VIVAnews - Akhir-akhir ini polemik mengenai pencontrengan kartu suara sebanyak dua kali, menarik diikuti. Pencontrengan dua kali atau lebih, sebenarnya merupakan hal yang normal. Apalagi sistem proporsional memang memberi ruang kepada pemilih yang ingin memberi tanda di gambar partai politik.

Terlebih lagi, masyarakat masih banyak beranggapan bahwa mekanisme pemilu tahun ini tetap mencontreng di dua tempat --calon legislatif dan partai-- seperti pada Pemilu 2004. Masyarakat yang berasumsi seperti ini masih cukup tinggi. Angkanya lebih dari 60 persen berdasarkan survei Indo Barometer.
 
Masalahnya, kebiasaan mencontreng dua kali ini merupakan ancaman serius bagi Pemilu 2009. Sebab peraturan baru menjadikan kebiasaan ini sesuatu yang mencederai surat suara dan karenanya tidak sah.   Padahal, kualitas pemilu justru ditentukan dari banyak tidaknya suara sah. 

Oleh karena itu, peraturan pemerintah pengganti undang-undang (Perpu) yang mengatur mekanisme pengesahan contreng dua kali, sangat dibutuhkan.  Sayangnya, perdebatan soal Perpu ini terlalu panjang. Padahal aturan itu sangat diperlukan.
 
                                   

Pemilu, tanggal 9 April 2009, akan menggunakan sistem proporsional seperti diatur Undang-undang Nomor 10 Tahun 2008 tentang Pemilihan Umum. 
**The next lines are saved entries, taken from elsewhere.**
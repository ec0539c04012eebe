//! Parsing Strategy Module
//!
//! The engine itself is synchronous and single-threaded per invocation;
//! this module layers data parallelism across independent invocations.

pub mod parallel;

pub use parallel::{parse_batch, parse_batch_with};
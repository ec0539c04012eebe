//! Text and Name Sanitization
//!
//! Pure transformation functions applied to every stored string:
//! - sanitize_text: escape reserved markup characters, drop non-printable
//!   bytes (keeping `\n` `\r` `\t` and non-ASCII UTF-8)
//! - sanitize_name: retain only name characters `[A-Za-z0-9_:-]`
//!
//! Both are total: they never fail, only transform. Uses Cow for zero-copy
//! when no transformation is needed.

use std::borrow::Cow;

/// Escape reserved markup characters and drop non-printable ones.
///
/// Returns Borrowed when the input needs no transformation (zero-copy).
pub fn sanitize_text(input: &str) -> Cow<'_, str> {
    // Fast path: nothing to escape or drop
    if !input
        .chars()
        .any(|c| is_reserved(c) || is_dropped(c))
    {
        return Cow::Borrowed(input);
    }

    let mut result = String::with_capacity(input.len() + 16);
    for c in input.chars() {
        match c {
            '<' => result.push_str("&lt;"),
            '>' => result.push_str("&gt;"),
            '&' => result.push_str("&amp;"),
            '"' => result.push_str("&quot;"),
            '\'' => result.push_str("&apos;"),
            c if is_dropped(c) => {}
            c => result.push(c),
        }
    }
    Cow::Owned(result)
}

/// Retain only valid name characters, silently dropping the rest.
///
/// No error is raised for dropped characters; a hostile name simply
/// shrinks, possibly to empty.
pub fn sanitize_name(input: &str) -> Cow<'_, str> {
    if input.chars().all(is_name_char) {
        return Cow::Borrowed(input);
    }
    Cow::Owned(input.chars().filter(|&c| is_name_char(c)).collect())
}

/// Reserved markup characters that must be escaped in stored text
#[inline]
fn is_reserved(c: char) -> bool {
    matches!(c, '<' | '>' | '&' | '"' | '\'')
}

/// Characters dropped from text: ASCII controls other than tab/newline/CR.
/// Non-ASCII passes through untouched.
#[inline]
fn is_dropped(c: char) -> bool {
    c.is_ascii_control() && !matches!(c, '\n' | '\r' | '\t')
}

/// Check if a character is valid in a sanitized tag or attribute name
#[inline]
pub fn is_name_char(c: char) -> bool {
    c.is_ascii_alphanumeric() || matches!(c, '_' | '-' | ':')
}
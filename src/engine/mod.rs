//! Parser Engine
//!
//! Recursive-descent tree builder over an in-memory buffer. Consults the
//! Policy at every structural decision, the EntityResolver at every
//! reference, and feeds the telemetry collector as it goes. Each node moves
//! through: open tag -> attributes -> body (children and character data)
//! -> closing tag. Any error unwinds the whole parse; no partial tree is
//! returned.
//!
//! Every invocation gets a fresh telemetry collector; the cancellation
//! flag is a cloneable per-parser handle checked at each recursive entry
//! and each substitution iteration.

mod attributes;

use std::cell::Cell;
use std::sync::atomic::{AtomicBool, Ordering};
use std::sync::Arc;
use std::time::Duration;

use tracing::debug;

use crate::core::entities::{EntityResolver, EntityTable, FsReader, ResourceReader};
use crate::core::sanitize::{sanitize_name, sanitize_text};
use crate::core::scanner::{find_str, Scanner};
use crate::dom::{Document, DocumentNode, NodeId};
use crate::error::ParseError;
use crate::policy::Policy;
use crate::telemetry::{StatsCollector, StatsSnapshot, TimerGuard};

use attributes::scan_attributes;

/// Cooperative cancellation handle, one per parser.
///
/// Cloneable and settable from another thread; takes effect at the next
/// checkpoint (recursive entry or substitution iteration), never
/// mid-instruction.
#[derive(Debug, Clone, Default)]
pub struct CancelFlag {
    inner: Arc<AtomicBool>,
}

impl CancelFlag {
    pub fn new() -> Self {
        Self::default()
    }

    /// Request cancellation; the parse fails at its next checkpoint.
    pub fn cancel(&self) {
        self.inner.store(true, Ordering::Relaxed);
    }

    #[inline]
    pub fn is_cancelled(&self) -> bool {
        self.inner.load(Ordering::Relaxed)
    }
}

/// Result of a parse invocation: tree or error, plus the telemetry
/// accumulated up to the point the call returned.
#[derive(Debug)]
pub struct ParseOutcome {
    pub result: Result<Document, ParseError>,
    pub stats: StatsSnapshot,
}

/// Configured parsing engine.
///
/// Holds the policy, entity table, injected resource reader, and the
/// cancellation handle. `parse` may be called repeatedly; every call
/// builds its own document and telemetry.
pub struct Parser {
    policy: Policy,
    entities: EntityTable,
    external_entities: bool,
    reader: Box<dyn ResourceReader>,
    cancel: CancelFlag,
}

impl Parser {
    /// Create a parser with the given policy, the default filesystem
    /// reader, and the built-in entity table.
    pub fn new(policy: Policy) -> Self {
        Parser {
            policy,
            entities: EntityTable::new(),
            external_entities: true,
            reader: Box::new(FsReader),
            cancel: CancelFlag::new(),
        }
    }

    /// Replace the resource-reader capability (external entities only).
    pub fn with_reader(mut self, reader: impl ResourceReader + 'static) -> Self {
        self.reader = Box::new(reader);
        self
    }

    /// Replace the entity table wholesale.
    pub fn with_entities(mut self, entities: EntityTable) -> Self {
        self.entities = entities;
        self
    }

    /// Register a custom entity before parsing.
    pub fn register_entity(&mut self, name: &str, value: &str) {
        self.entities.register(name, value);
    }

    /// Toggle the entity-substitution pass (on by default). When off,
    /// `&...;` spans pass through verbatim and the resolver is never
    /// consulted.
    pub fn set_external_entities(&mut self, enabled: bool) {
        self.external_entities = enabled;
    }

    /// Handle for cancelling an in-flight parse from another thread.
    pub fn cancel_flag(&self) -> CancelFlag {
        self.cancel.clone()
    }

    pub fn policy(&self) -> &Policy {
        &self.policy
    }

    /// Parse a document from an in-memory buffer.
    ///
    /// The telemetry snapshot is returned on success and on failure; on
    /// failure it reflects whatever had accumulated before the abort.
    pub fn parse(&self, input: &str) -> ParseOutcome {
        debug!(bytes = input.len(), "parsing document");

        let mut stats = StatsCollector::new();
        let elapsed = Cell::new(Duration::ZERO);
        let result = {
            let _timer = TimerGuard::new(&elapsed);
            let mut run = ParseRun {
                policy: &self.policy,
                resolver: EntityResolver::new(
                    &self.entities,
                    &self.policy,
                    self.reader.as_ref(),
                    self.external_entities,
                ),
                cancel: &self.cancel,
                stats: &mut stats,
                doc: Document::new(),
            };
            match run.parse_root(input) {
                Ok(()) => Ok(run.doc),
                Err(e) => Err(e),
            }
        };

        let stats = stats.snapshot(elapsed.get());
        match &result {
            Ok(_) => debug!(
                nodes = stats.total_nodes,
                elapsed_us = stats.parse_time.as_micros() as u64,
                "parse complete"
            ),
            Err(e) => debug!(error = %e, "parse failed"),
        }

        ParseOutcome { result, stats }
    }
}

/// State for one parse invocation.
struct ParseRun<'a> {
    policy: &'a Policy,
    resolver: EntityResolver<'a>,
    cancel: &'a CancelFlag,
    stats: &'a mut StatsCollector,
    doc: Document,
}

/// One span of a node's body, in document order.
enum Piece<'b> {
    /// Character data to entity-resolve and sanitize
    Raw(&'b str),
    /// CDATA literal: sanitized but never entity-resolved
    Cdata(&'b str),
}

impl ParseRun<'_> {
    /// Scan past prolog markup and parse the first element as the root.
    fn parse_root(&mut self, input: &str) -> Result<(), ParseError> {
        if self.cancel.is_cancelled() {
            return Err(ParseError::cancelled());
        }

        let mut scanner = Scanner::new(input);
        while let Some(lt) = scanner.find_tag_start() {
            scanner.seek(lt);
            if scanner.starts_with("<!--") {
                let consumed = self.skip_comment(scanner.remaining())?;
                scanner.advance(consumed);
            } else if scanner.starts_with("<![CDATA[") {
                // character data outside any element carries no node
                if !self.policy.allow_cdata {
                    return Err(ParseError::DisallowedCdata);
                }
                let consumed = skip_cdata(scanner.remaining())?;
                scanner.advance(consumed);
            } else if scanner.starts_with("<!DOCTYPE") {
                if !self.policy.allow_dtd {
                    return Err(ParseError::DisallowedDtd);
                }
                let consumed = skip_doctype(scanner.remaining())?;
                scanner.advance(consumed);
            } else if scanner.starts_with("<?") {
                let consumed = skip_processing_instruction(scanner.remaining())?;
                scanner.advance(consumed);
            } else if scanner.starts_with("</") {
                // stray closing tag before any element: nothing to parse
                break;
            } else {
                match self.parse_element(scanner.remaining(), 0)? {
                    Some((id, _consumed)) => {
                        self.doc.set_root(id);
                        return Ok(());
                    }
                    None => break,
                }
            }
        }
        Ok(())
    }

    /// Parse one element starting at the '<' that opens `input`.
    ///
    /// Returns the created node id and the number of bytes consumed, or
    /// None when the tag at this position is a closing tag (the caller
    /// decides what that means at its level).
    fn parse_element(
        &mut self,
        input: &str,
        depth: usize,
    ) -> Result<Option<(NodeId, usize)>, ParseError> {
        if self.cancel.is_cancelled() {
            return Err(ParseError::cancelled());
        }
        if depth > self.policy.max_depth {
            return Err(ParseError::MaxDepthExceeded(depth));
        }

        let scanner = Scanner::new(input);
        let tag_end = scanner
            .find_tag_end_quoted()
            .ok_or_else(|| ParseError::InvalidSyntax("unclosed tag".into()))?;
        let tag_content = &input[1..tag_end];

        if tag_content.starts_with('/') {
            return Ok(None);
        }

        let self_closing = tag_content.ends_with('/');
        let body = if self_closing {
            &tag_content[..tag_content.len() - 1]
        } else {
            tag_content
        };

        let (raw_name, attr_span) = match body.find(|c: char| c.is_whitespace()) {
            Some(ws) => (&body[..ws], &body[ws + 1..]),
            None => (body, ""),
        };
        let name = sanitize_name(raw_name).into_owned();

        self.stats.record_node(depth);
        if !self.policy.is_tag_allowed(&name) {
            return Err(ParseError::DisallowedTag(name));
        }
        self.stats.record_tag(&name);

        let mut node = DocumentNode::new(&name, depth);
        self.parse_attributes(&mut node, attr_span)?;
        let id = self.doc.push_node(node);

        if self_closing {
            return Ok(Some((id, tag_end + 1)));
        }

        let content_start = tag_end + 1;
        let closing = format!("</{}>", name);
        let close_rel = find_str(&input[content_start..], &closing).ok_or_else(|| {
            ParseError::InvalidSyntax(format!("missing closing tag for <{name}>"))
        })?;

        let inner = &input[content_start..content_start + close_rel];
        self.parse_body(id, &name, inner, depth)?;

        Ok(Some((id, content_start + close_rel + closing.len())))
    }

    /// Process one raw attribute list, left to right, into `node`.
    fn parse_attributes(
        &mut self,
        node: &mut DocumentNode,
        span: &str,
    ) -> Result<(), ParseError> {
        for raw in scan_attributes(span) {
            if node.attribute_count() >= self.policy.max_attributes {
                return Err(ParseError::MaxAttributesExceeded(node.name.clone()));
            }

            let attr_name = sanitize_name(raw.name).into_owned();
            if !self.policy.is_attribute_allowed(&attr_name) {
                return Err(ParseError::DisallowedAttribute(attr_name));
            }

            let value = self.resolver.substitute(raw.value, self.cancel)?;
            let value = sanitize_text(&value).into_owned();

            self.stats.record_attribute(&attr_name);
            node.set_attribute(attr_name, value);
        }
        Ok(())
    }

    /// Segment a node's inner span into character data, CDATA, comments,
    /// and child elements; harvest the children and assemble the node's
    /// own text.
    fn parse_body(
        &mut self,
        id: NodeId,
        name: &str,
        inner: &str,
        depth: usize,
    ) -> Result<(), ParseError> {
        let mut pieces: Vec<Piece<'_>> = Vec::new();
        let mut scanner = Scanner::new(inner);

        loop {
            let pos = scanner.position();
            let lt = match scanner.find_tag_start() {
                None => {
                    if pos < inner.len() {
                        pieces.push(Piece::Raw(&inner[pos..]));
                    }
                    break;
                }
                Some(lt) => lt,
            };
            if lt > pos {
                pieces.push(Piece::Raw(&inner[pos..lt]));
            }
            scanner.seek(lt);

            if scanner.starts_with("<!--") {
                let consumed = self.skip_comment(scanner.remaining())?;
                scanner.advance(consumed);
            } else if scanner.starts_with("<![CDATA[") {
                if self.cancel.is_cancelled() {
                    return Err(ParseError::cancelled());
                }
                if !self.policy.allow_cdata {
                    return Err(ParseError::DisallowedCdata);
                }
                let rest = scanner.remaining();
                let end = find_str(rest, "]]>").ok_or_else(|| {
                    ParseError::InvalidSyntax("unterminated CDATA section".into())
                })?;
                pieces.push(Piece::Cdata(&rest["<![CDATA[".len()..end]));
                scanner.advance(end + "]]>".len());
            } else if scanner.starts_with("</") {
                // unexpected closing tag: harvesting ends at this level
                break;
            } else {
                let child_count = self.doc.get(id).map_or(0, |n| n.children.len());
                if child_count >= self.policy.max_children {
                    return Err(ParseError::MaxChildrenExceeded(name.to_string()));
                }
                match self.parse_element(scanner.remaining(), depth + 1)? {
                    Some((child, consumed)) => {
                        self.doc.attach(id, child)?;
                        scanner.advance(consumed);
                    }
                    None => break,
                }
            }
        }

        // Length limit applies before entity resolution and sanitization
        let raw_len: usize = pieces
            .iter()
            .map(|p| match p {
                Piece::Raw(s) | Piece::Cdata(s) => s.len(),
            })
            .sum();
        if raw_len > self.policy.max_text_length {
            return Err(ParseError::MaxTextLengthExceeded(raw_len));
        }

        let mut text = String::with_capacity(raw_len);
        for piece in pieces {
            match piece {
                Piece::Raw(s) => {
                    let resolved = self.resolver.substitute(s, self.cancel)?;
                    text.push_str(&sanitize_text(&resolved));
                }
                Piece::Cdata(s) => text.push_str(&sanitize_text(s)),
            }
        }

        self.stats.record_text(text.len());
        if let Some(node) = self.doc.get_mut(id) {
            node.text = text;
        }
        Ok(())
    }

    /// Skip a `<!-- -->` span, gated by the comment policy.
    fn skip_comment(&self, rest: &str) -> Result<usize, ParseError> {
        if !self.policy.allow_comments {
            return Err(ParseError::DisallowedComment);
        }
        match find_str(rest, "-->") {
            Some(end) => Ok(end + "-->".len()),
            None => Err(ParseError::InvalidSyntax("unterminated comment".into())),
        }
    }
}

/// Skip a `<![CDATA[ ]]>` span (prolog position, content discarded).
fn skip_cdata(rest: &str) -> Result<usize, ParseError> {
    match find_str(rest, "]]>") {
        Some(end) => Ok(end + "]]>".len()),
        None => Err(ParseError::InvalidSyntax(
            "unterminated CDATA section".into(),
        )),
    }
}

/// Skip a DOCTYPE declaration, including an internal subset if present.
fn skip_doctype(rest: &str) -> Result<usize, ParseError> {
    let gt = find_str(rest, ">")
        .ok_or_else(|| ParseError::InvalidSyntax("unterminated DOCTYPE".into()))?;
    match find_str(rest, "[") {
        Some(bracket) if bracket < gt => {
            let end = find_str(rest, "]>")
                .ok_or_else(|| ParseError::InvalidSyntax("unterminated DOCTYPE".into()))?;
            Ok(end + "]>".len())
        }
        _ => Ok(gt + 1),
    }
}

/// Skip a `<? ?>` processing instruction or XML declaration.
fn skip_processing_instruction(rest: &str) -> Result<usize, ParseError> {
    match find_str(rest, "?>") {
        Some(end) => Ok(end + "?>".len()),
        None => Err(ParseError::InvalidSyntax(
            "unterminated processing instruction".into(),
        )),
    }
}
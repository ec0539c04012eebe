//! Parse Policy
//!
//! Immutable-per-parse configuration: allow-lists for tags and attributes
//! plus numeric and boolean limits. Consulted by the engine at every
//! structural decision; never mutated mid-parse.

use std::collections::HashSet;

/// Validation limits and allow-lists applied during a parse.
///
/// An empty allow-list means "allow all". Defaults match the hardened
/// profile: DTD processing off, everything else permissive but bounded.
#[derive(Debug, Clone)]
pub struct Policy {
    allowed_tags: HashSet<String>,
    allowed_attributes: HashSet<String>,
    /// Maximum element nesting depth (root is depth 0).
    pub max_depth: usize,
    /// Maximum number of children per node.
    pub max_children: usize,
    /// Maximum number of attributes per node.
    pub max_attributes: usize,
    /// Maximum pre-sanitization character-data length per node.
    pub max_text_length: usize,
    /// Whether `<!-- -->` sections are permitted.
    pub allow_comments: bool,
    /// Whether `<![CDATA[ ]]>` sections are permitted.
    pub allow_cdata: bool,
    /// Whether DTD machinery (DOCTYPE, SYSTEM entities) is permitted.
    pub allow_dtd: bool,
}

impl Default for Policy {
    fn default() -> Self {
        Policy {
            allowed_tags: HashSet::new(),
            allowed_attributes: HashSet::new(),
            max_depth: 100,
            max_children: 1000,
            max_attributes: 50,
            max_text_length: 10_000,
            allow_comments: true,
            allow_cdata: true,
            allow_dtd: false,
        }
    }
}

impl Policy {
    /// Create the default hardened policy.
    pub fn new() -> Self {
        Self::default()
    }

    /// Restrict parsing to the given tag name (additive).
    pub fn allow_tag(mut self, tag: impl Into<String>) -> Self {
        self.allowed_tags.insert(tag.into());
        self
    }

    /// Restrict parsing to the given attribute name (additive).
    pub fn allow_attribute(mut self, attr: impl Into<String>) -> Self {
        self.allowed_attributes.insert(attr.into());
        self
    }

    pub fn with_max_depth(mut self, depth: usize) -> Self {
        self.max_depth = depth;
        self
    }

    pub fn with_max_children(mut self, children: usize) -> Self {
        self.max_children = children;
        self
    }

    pub fn with_max_attributes(mut self, attributes: usize) -> Self {
        self.max_attributes = attributes;
        self
    }

    pub fn with_max_text_length(mut self, length: usize) -> Self {
        self.max_text_length = length;
        self
    }

    pub fn with_comments(mut self, allow: bool) -> Self {
        self.allow_comments = allow;
        self
    }

    pub fn with_cdata(mut self, allow: bool) -> Self {
        self.allow_cdata = allow;
        self
    }

    pub fn with_dtd(mut self, allow: bool) -> Self {
        self.allow_dtd = allow;
        self
    }

    /// True when the tag allow-list is empty or contains `tag`.
    #[inline]
    pub fn is_tag_allowed(&self, tag: &str) -> bool {
        self.allowed_tags.is_empty() || self.allowed_tags.contains(tag)
    }

    /// True when the attribute allow-list is empty or contains `attr`.
    #[inline]
    pub fn is_attribute_allowed(&self, attr: &str) -> bool {
        self.allowed_attributes.is_empty() || self.allowed_attributes.contains(attr)
    }
}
Dalam sistem proporsional ini, ada dua mekanisme penghitungan untuk menentukan akan dikemanakan suara pemilih. Pertama, penghitungan perolehan kursi partai politik. Dan, kedua, penghitungan penetapan calon legislatif (caleg) terpilih.
 
Penghitungan perolehan kursi partai bertujuan untuk menentukan apakah suatu partai lolos ambang batas parlemen (parliamentary threshold) atau tidak.  Seperti disyaratkan UU Pemilu, suatu partai dinyatakan lolos apabila memperoleh minimal 2,5 persen suara sah nasional dalam pemilu.
 
Perolehan kursi parpol ini didapat dari, pertama, pemilih yang mencontreng gambar partai saja. Dan, kedua, pemilih yang mencontreng nama caleg saja.  Pemilih yang mencontreng caleg saja, artinya  juga memilih partai si caleg.  Jadi, antara pilihan partai dan caleg tidak bisa dipisahkan.
 
Sementara, pemilih yang mencontreng partai saja -- tanpa mencontreng caleg -- juga harus diberi ruang dalam sistem proporsional.  Bila pemilih hanya mencontreng partai, artinya dia tidak mampu memilih secara langsung wakilnya yang akan duduk di parlemen. Untuk itu mereka memberi kepercayaan kepada  partai yang ia pilih untuk menentukan siapa caleg dari partai tersebut yang layak mewakilinya di parlemen. 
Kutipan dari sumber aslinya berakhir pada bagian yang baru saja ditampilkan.